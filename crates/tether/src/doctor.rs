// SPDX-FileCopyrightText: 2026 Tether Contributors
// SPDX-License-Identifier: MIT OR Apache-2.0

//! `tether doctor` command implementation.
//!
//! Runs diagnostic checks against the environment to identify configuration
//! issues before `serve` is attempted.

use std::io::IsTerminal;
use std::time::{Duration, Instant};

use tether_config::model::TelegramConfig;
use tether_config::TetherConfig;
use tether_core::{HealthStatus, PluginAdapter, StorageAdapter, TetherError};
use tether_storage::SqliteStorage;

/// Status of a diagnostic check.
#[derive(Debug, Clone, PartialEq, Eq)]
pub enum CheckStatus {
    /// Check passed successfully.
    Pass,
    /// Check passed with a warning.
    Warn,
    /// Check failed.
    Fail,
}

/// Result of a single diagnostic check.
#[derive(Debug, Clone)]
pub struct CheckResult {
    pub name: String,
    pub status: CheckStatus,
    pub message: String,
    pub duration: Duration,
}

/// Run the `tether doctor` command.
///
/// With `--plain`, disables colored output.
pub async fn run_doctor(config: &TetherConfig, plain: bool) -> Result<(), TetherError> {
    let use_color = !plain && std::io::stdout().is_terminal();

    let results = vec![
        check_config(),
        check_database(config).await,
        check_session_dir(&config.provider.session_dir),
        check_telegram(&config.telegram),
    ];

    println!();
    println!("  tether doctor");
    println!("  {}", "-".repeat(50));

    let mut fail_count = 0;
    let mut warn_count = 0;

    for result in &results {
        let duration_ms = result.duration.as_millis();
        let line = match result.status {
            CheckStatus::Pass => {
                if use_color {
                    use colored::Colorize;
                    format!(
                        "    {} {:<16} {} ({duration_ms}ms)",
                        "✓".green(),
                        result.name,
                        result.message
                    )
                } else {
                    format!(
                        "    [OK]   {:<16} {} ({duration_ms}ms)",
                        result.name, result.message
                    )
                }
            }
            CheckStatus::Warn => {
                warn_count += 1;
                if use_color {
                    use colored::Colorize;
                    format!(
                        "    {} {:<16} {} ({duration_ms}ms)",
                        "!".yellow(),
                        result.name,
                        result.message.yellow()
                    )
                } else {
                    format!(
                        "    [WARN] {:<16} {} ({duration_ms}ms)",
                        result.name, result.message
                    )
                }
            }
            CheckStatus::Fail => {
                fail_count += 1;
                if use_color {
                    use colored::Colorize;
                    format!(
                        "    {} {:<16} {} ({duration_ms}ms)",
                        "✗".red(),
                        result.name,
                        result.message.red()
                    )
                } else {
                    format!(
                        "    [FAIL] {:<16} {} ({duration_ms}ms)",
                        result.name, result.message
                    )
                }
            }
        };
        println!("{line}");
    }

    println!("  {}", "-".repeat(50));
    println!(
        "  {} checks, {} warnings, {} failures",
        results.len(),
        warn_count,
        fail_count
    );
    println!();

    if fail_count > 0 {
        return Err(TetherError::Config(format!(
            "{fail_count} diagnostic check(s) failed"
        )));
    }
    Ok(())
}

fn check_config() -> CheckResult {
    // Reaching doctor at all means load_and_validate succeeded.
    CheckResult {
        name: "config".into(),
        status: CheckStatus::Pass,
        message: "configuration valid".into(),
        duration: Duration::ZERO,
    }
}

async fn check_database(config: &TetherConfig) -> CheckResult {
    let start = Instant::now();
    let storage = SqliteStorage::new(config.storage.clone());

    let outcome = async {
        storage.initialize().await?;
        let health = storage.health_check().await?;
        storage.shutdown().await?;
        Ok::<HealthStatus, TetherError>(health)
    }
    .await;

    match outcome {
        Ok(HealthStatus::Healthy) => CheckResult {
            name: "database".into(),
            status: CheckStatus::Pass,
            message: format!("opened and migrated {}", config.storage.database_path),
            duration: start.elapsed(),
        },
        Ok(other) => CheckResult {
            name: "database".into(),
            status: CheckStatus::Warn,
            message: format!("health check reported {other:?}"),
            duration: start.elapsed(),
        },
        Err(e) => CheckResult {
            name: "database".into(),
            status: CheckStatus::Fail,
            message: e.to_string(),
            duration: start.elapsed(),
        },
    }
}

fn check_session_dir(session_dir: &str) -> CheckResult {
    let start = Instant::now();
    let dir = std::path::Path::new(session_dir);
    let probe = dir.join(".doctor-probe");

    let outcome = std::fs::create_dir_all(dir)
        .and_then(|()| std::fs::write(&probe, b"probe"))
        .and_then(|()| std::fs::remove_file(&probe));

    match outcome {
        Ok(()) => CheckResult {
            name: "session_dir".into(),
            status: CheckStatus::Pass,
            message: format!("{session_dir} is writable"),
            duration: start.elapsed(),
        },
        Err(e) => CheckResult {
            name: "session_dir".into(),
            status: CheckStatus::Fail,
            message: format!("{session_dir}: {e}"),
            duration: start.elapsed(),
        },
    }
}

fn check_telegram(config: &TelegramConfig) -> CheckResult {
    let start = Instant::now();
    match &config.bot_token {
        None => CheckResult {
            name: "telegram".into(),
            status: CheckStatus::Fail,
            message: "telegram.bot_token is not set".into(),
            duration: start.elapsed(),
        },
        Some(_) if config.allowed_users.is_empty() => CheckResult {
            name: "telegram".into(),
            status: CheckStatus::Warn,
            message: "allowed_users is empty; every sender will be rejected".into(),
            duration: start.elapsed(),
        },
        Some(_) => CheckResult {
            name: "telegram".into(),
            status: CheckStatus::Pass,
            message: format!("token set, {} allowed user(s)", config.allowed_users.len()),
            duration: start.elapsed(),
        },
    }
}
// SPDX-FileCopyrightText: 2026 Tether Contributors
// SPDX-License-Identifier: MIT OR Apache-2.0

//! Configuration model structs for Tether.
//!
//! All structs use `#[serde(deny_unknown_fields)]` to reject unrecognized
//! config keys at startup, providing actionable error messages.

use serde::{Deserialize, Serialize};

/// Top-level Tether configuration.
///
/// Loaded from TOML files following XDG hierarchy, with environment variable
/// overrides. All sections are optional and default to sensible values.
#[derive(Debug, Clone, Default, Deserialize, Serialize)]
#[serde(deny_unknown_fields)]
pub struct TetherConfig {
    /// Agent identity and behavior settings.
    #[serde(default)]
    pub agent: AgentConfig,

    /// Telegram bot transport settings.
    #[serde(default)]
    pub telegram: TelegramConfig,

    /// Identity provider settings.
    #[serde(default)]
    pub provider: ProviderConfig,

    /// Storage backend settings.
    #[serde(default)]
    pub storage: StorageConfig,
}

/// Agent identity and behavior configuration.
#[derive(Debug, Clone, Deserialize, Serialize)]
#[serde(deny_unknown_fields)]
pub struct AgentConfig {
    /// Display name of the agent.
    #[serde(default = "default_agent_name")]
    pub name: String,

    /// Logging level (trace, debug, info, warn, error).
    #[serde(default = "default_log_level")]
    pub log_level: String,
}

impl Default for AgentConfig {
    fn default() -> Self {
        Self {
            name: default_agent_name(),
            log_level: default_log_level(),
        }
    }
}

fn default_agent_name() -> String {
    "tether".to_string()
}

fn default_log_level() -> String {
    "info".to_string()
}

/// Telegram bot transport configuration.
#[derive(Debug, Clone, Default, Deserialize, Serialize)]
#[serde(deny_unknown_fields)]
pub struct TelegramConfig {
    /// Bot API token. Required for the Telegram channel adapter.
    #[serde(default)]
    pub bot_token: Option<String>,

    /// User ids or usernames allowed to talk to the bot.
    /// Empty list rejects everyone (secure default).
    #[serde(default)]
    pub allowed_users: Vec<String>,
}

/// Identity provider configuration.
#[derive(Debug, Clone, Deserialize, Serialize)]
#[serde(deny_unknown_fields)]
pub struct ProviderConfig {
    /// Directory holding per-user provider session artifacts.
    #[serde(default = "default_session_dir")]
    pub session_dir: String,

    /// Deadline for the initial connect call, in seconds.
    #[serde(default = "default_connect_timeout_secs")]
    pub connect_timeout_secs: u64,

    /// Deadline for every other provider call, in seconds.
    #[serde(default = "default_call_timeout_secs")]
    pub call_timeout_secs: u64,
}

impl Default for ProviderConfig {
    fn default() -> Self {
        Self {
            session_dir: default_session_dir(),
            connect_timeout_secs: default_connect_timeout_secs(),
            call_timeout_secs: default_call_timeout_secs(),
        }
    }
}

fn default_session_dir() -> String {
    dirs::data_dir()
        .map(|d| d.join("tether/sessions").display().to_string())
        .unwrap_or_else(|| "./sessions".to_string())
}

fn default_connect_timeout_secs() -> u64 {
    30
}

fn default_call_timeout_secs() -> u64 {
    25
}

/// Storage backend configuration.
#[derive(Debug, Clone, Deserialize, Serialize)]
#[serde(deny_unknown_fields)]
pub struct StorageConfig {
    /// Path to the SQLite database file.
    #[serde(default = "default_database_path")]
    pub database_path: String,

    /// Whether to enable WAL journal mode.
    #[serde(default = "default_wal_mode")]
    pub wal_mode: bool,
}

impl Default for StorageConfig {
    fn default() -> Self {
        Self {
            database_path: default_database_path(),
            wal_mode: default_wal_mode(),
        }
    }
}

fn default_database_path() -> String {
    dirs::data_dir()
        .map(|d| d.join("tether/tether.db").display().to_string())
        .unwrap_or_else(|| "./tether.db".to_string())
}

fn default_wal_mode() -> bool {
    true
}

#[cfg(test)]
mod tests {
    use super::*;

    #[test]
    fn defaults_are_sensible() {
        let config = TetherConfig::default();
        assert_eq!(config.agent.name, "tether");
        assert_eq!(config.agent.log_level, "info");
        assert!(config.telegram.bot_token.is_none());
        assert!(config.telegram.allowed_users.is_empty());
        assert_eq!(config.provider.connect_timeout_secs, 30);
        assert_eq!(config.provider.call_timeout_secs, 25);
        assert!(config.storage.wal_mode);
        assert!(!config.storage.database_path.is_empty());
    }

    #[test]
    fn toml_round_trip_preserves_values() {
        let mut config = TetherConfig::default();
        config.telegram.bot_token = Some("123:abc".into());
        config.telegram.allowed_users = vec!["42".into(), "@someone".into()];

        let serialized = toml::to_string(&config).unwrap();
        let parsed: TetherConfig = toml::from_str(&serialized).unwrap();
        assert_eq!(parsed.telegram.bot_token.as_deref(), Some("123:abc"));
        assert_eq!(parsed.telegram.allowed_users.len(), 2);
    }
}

============

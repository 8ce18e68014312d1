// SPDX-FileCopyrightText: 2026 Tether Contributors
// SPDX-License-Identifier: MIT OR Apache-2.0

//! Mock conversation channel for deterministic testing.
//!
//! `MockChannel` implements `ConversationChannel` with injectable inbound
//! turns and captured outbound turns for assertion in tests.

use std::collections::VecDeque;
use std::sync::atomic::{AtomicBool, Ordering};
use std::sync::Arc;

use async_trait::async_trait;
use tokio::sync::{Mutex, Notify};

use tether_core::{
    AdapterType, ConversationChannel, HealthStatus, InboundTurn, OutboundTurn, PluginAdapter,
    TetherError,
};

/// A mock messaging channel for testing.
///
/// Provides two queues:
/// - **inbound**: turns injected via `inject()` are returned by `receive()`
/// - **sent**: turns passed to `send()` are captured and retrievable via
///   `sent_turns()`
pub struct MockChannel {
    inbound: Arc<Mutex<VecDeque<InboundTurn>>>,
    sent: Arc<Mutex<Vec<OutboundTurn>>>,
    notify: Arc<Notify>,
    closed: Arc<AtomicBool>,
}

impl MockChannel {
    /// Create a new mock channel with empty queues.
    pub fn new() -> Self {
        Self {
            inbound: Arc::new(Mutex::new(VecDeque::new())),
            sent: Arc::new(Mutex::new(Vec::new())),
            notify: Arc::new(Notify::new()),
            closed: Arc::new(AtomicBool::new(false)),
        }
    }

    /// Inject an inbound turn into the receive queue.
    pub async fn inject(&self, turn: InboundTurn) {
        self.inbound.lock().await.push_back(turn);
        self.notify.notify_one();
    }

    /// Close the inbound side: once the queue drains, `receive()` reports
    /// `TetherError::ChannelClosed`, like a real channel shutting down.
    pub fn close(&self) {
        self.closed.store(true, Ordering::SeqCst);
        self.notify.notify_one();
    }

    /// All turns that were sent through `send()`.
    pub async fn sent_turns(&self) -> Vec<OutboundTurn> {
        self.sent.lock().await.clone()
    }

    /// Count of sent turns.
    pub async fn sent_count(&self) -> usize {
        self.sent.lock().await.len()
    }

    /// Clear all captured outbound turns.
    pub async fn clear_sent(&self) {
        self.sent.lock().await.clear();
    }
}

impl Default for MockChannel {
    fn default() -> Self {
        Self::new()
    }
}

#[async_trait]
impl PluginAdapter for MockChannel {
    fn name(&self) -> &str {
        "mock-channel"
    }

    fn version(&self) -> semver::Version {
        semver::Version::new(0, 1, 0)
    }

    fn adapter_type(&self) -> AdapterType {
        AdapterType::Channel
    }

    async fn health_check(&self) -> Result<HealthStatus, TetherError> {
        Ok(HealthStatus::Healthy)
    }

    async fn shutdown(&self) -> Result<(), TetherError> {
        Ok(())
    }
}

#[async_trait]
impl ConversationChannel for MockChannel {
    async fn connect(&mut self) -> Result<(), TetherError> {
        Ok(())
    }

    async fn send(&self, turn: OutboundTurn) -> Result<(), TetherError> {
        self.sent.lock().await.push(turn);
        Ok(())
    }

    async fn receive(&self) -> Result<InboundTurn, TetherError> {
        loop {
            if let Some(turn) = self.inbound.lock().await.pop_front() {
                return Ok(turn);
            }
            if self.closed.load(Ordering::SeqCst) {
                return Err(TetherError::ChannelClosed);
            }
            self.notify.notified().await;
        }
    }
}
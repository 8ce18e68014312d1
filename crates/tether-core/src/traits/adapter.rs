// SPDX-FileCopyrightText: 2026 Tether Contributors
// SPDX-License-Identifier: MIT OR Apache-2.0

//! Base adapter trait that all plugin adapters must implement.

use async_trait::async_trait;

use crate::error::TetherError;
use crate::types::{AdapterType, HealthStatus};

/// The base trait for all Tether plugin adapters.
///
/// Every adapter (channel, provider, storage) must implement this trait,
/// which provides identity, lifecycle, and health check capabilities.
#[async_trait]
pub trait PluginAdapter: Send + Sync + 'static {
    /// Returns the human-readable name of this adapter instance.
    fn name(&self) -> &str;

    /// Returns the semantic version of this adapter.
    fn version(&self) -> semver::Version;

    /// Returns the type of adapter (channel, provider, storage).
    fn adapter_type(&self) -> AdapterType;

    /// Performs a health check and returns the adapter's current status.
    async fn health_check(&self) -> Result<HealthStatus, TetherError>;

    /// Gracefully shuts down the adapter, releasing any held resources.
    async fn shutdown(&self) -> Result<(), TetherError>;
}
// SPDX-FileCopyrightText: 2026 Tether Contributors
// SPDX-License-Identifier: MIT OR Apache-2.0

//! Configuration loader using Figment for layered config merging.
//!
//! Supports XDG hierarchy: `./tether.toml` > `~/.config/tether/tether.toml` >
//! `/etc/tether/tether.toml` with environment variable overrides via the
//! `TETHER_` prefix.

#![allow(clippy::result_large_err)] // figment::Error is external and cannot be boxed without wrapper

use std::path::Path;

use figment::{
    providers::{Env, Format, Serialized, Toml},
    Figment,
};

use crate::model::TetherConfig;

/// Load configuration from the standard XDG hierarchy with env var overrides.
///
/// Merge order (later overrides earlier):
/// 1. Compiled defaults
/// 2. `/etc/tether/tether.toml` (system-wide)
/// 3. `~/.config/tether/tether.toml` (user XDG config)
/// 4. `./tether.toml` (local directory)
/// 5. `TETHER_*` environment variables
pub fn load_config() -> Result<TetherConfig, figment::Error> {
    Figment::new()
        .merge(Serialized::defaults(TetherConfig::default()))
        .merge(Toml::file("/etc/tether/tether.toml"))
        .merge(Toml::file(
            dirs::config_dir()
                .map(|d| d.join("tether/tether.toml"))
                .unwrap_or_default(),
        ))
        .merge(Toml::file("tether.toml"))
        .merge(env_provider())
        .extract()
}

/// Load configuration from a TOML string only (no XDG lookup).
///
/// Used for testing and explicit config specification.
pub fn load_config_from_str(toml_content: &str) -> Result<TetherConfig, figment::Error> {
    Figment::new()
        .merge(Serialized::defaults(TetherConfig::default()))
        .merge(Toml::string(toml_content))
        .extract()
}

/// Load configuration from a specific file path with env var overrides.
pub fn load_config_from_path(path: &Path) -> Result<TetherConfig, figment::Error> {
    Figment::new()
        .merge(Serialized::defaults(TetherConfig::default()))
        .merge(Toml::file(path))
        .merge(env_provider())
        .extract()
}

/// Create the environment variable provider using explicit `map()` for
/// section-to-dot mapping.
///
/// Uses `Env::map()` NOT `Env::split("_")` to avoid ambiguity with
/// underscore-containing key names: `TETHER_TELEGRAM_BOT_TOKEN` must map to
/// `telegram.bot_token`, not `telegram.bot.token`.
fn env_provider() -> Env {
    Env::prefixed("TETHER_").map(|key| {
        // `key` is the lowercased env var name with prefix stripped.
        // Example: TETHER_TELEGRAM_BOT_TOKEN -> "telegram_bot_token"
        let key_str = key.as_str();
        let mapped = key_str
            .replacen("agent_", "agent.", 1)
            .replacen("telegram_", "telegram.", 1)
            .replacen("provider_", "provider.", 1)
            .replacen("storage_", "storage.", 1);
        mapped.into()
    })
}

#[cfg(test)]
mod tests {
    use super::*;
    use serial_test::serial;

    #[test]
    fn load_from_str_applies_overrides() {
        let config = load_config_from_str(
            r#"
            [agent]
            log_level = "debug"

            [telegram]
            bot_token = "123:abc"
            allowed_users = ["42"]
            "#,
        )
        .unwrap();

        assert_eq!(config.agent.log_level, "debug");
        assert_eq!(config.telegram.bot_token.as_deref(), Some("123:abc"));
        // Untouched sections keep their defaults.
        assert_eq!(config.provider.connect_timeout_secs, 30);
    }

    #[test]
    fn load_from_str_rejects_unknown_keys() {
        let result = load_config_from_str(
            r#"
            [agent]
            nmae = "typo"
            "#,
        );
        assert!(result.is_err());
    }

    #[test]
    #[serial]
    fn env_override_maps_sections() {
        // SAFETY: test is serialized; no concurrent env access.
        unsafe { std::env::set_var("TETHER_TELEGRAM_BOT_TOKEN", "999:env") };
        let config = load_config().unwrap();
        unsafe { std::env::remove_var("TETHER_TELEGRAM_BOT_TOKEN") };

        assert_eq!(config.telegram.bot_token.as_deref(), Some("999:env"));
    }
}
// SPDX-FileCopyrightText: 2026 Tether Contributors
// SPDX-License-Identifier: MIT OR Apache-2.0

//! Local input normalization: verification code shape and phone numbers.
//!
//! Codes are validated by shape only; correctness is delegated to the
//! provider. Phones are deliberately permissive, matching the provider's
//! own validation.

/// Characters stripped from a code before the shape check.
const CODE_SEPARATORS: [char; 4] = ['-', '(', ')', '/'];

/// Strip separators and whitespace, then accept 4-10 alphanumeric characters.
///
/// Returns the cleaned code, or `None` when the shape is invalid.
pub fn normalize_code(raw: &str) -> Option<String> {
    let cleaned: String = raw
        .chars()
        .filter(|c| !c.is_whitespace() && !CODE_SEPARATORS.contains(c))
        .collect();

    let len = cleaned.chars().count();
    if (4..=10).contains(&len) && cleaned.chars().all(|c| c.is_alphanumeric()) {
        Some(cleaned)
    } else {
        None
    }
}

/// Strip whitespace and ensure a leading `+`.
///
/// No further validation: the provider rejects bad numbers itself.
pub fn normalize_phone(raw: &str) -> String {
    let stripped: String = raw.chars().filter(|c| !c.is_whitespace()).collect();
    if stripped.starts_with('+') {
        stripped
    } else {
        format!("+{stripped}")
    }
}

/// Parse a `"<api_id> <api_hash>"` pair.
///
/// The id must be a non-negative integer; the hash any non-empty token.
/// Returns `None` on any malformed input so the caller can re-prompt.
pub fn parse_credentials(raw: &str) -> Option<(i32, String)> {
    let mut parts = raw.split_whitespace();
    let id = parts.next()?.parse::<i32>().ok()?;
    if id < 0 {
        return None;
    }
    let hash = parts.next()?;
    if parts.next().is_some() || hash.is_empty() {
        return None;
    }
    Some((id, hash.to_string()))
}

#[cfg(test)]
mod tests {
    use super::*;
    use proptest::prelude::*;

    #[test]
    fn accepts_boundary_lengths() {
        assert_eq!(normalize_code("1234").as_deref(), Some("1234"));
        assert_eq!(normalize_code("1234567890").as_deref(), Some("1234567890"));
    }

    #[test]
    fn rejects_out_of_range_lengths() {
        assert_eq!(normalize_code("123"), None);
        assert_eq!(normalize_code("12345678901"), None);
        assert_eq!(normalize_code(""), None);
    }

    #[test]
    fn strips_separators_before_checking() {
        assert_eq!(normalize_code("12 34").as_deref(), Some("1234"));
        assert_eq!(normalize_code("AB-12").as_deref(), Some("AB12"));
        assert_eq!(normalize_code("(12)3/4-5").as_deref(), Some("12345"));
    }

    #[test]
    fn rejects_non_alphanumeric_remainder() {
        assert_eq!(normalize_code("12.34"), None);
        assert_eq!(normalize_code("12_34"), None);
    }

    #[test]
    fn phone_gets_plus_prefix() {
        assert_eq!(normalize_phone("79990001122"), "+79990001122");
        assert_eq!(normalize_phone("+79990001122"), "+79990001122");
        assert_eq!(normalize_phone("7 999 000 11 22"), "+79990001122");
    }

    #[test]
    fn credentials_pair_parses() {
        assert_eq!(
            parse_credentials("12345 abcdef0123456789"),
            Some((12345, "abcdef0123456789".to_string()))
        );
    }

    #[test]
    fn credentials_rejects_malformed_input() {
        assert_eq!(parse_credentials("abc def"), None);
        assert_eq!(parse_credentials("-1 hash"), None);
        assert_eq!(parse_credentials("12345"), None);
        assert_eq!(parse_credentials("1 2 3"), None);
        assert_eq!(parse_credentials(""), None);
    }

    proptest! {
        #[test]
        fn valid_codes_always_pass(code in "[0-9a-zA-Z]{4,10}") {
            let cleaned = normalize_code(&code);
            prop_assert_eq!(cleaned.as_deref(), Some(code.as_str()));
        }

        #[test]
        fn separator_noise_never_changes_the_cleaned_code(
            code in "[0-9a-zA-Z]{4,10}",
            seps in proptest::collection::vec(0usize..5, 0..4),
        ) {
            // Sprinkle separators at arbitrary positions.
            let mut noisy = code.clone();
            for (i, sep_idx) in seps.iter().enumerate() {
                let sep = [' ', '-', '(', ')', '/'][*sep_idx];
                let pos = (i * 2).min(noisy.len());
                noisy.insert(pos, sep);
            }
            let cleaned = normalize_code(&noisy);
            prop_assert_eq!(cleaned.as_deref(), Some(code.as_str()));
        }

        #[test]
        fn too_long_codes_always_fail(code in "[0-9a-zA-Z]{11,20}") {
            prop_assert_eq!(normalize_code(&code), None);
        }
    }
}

============

Work order ▸
Scan the entries above and return each line that holds "Mutex".

Result ▸
use tokio::sync::{Mutex, Notify};
    inbound: Arc<Mutex<VecDeque<InboundTurn>>>,
    sent: Arc<Mutex<Vec<OutboundTurn>>>,
            inbound: Arc::new(Mutex::new(VecDeque::new())),
            sent: Arc::new(Mutex::new(Vec::new())),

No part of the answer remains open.